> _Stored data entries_

------------------------------

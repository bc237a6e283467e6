//! Key/value storage backends for credential entries

use parking_lot::Mutex;
use std::collections::HashMap;
use std::path::{Path, PathBuf};
use thiserror::Error;

/// Storage write errors
#[derive(Debug, Error)]
pub enum StorageError {
    /// Filesystem failure
    #[error("Storage I/O failed: {0}")]
    Io(#[from] std::io::Error),
    /// Storage file could not be serialized
    #[error("Storage serialization failed: {0}")]
    Serialize(#[from] serde_json::Error),
    /// Entry could not be encoded
    #[error("Entry encoding failed: {0}")]
    Encode(#[from] super::codec::CodecError),
}

/// Persistent string key/value store
///
/// Reads never fail: anything unreadable is reported as absent.
pub trait KeyValueStorage: Send + Sync {
    /// Read a value
    fn get(&self, key: &str) -> Option<String>;
    /// Write a value, replacing any previous one
    fn set(&self, key: &str, value: &str) -> Result<(), StorageError>;
    /// Remove a value; removing a missing key succeeds
    fn remove(&self, key: &str) -> Result<(), StorageError>;
}

/// In-process storage
#[derive(Debug, Default)]
pub struct MemoryStorage {
    entries: Mutex<HashMap<String, String>>,
}

impl MemoryStorage {
    /// Create an empty store
    pub fn new() -> Self {
        Self::default()
    }
}

impl KeyValueStorage for MemoryStorage {
    fn get(&self, key: &str) -> Option<String> {
        self.entries.lock().get(key).cloned()
    }

    fn set(&self, key: &str, value: &str) -> Result<(), StorageError> {
        self.entries
            .lock()
            .insert(key.to_string(), value.to_string());
        Ok(())
    }

    fn remove(&self, key: &str) -> Result<(), StorageError> {
        self.entries.lock().remove(key);
        Ok(())
    }
}

/// Storage backed by a single JSON object file
///
/// The file is re-read on every access so that a second process sees the
/// latest session. A missing or corrupt file reads as empty.
#[derive(Debug)]
pub struct FileStorage {
    path: PathBuf,
    write_lock: Mutex<()>,
}

impl FileStorage {
    /// Create a store at the given path; the file is created on first write
    pub fn new(path: impl Into<PathBuf>) -> Self {
        Self {
            path: path.into(),
            write_lock: Mutex::new(()),
        }
    }

    /// Path of the backing file
    pub fn path(&self) -> &Path {
        &self.path
    }

    fn read_all(&self) -> HashMap<String, String> {
        let Ok(content) = std::fs::read_to_string(&self.path) else {
            return HashMap::new();
        };
        match serde_json::from_str(&content) {
            Ok(entries) => entries,
            Err(e) => {
                tracing::warn!(path = %self.path.display(), error = %e, "Ignoring corrupt storage file");
                HashMap::new()
            }
        }
    }

    fn write_all(&self, entries: &HashMap<String, String>) -> Result<(), StorageError> {
        if let Some(parent) = self.path.parent() {
            if !parent.as_os_str().is_empty() {
                std::fs::create_dir_all(parent)?;
            }
        }
        let content = serde_json::to_string_pretty(entries)?;
        std::fs::write(&self.path, content)?;
        Ok(())
    }
}

impl KeyValueStorage for FileStorage {
    fn get(&self, key: &str) -> Option<String> {
        self.read_all().remove(key)
    }

    fn set(&self, key: &str, value: &str) -> Result<(), StorageError> {
        let _guard = self.write_lock.lock();
        let mut entries = self.read_all();
        entries.insert(key.to_string(), value.to_string());
        self.write_all(&entries)
    }

    fn remove(&self, key: &str) -> Result<(), StorageError> {
        let _guard = self.write_lock.lock();
        let mut entries = self.read_all();
        if entries.remove(key).is_none() {
            return Ok(());
        }
        self.write_all(&entries)
    }
}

------------------------------

> _REQUIRED ACTION_
Every line from the one that has "if let Some(parent)" down to the last line above must be written out exactly, with both ends included and nothing else.

> _OUTPUT BELOW_
        if let Some(parent) = self.path.parent() {
            if !parent.as_os_str().is_empty() {
                std::fs::create_dir_all(parent)?;
            }
        }
        let content = serde_json::to_string_pretty(entries)?;
        std::fs::write(&self.path, content)?;
        Ok(())
    }
}

impl KeyValueStorage for FileStorage {
    fn get(&self, key: &str) -> Option<String> {
        self.read_all().remove(key)
    }

    fn set(&self, key: &str, value: &str) -> Result<(), StorageError> {
        let _guard = self.write_lock.lock();
        let mut entries = self.read_all();
        entries.insert(key.to_string(), value.to_string());
        self.write_all(&entries)
    }

    fn remove(&self, key: &str) -> Result<(), StorageError> {
        let _guard = self.write_lock.lock();
        let mut entries = self.read_all();
        if entries.remove(key).is_none() {
            return Ok(());
        }
        self.write_all(&entries)
    }
}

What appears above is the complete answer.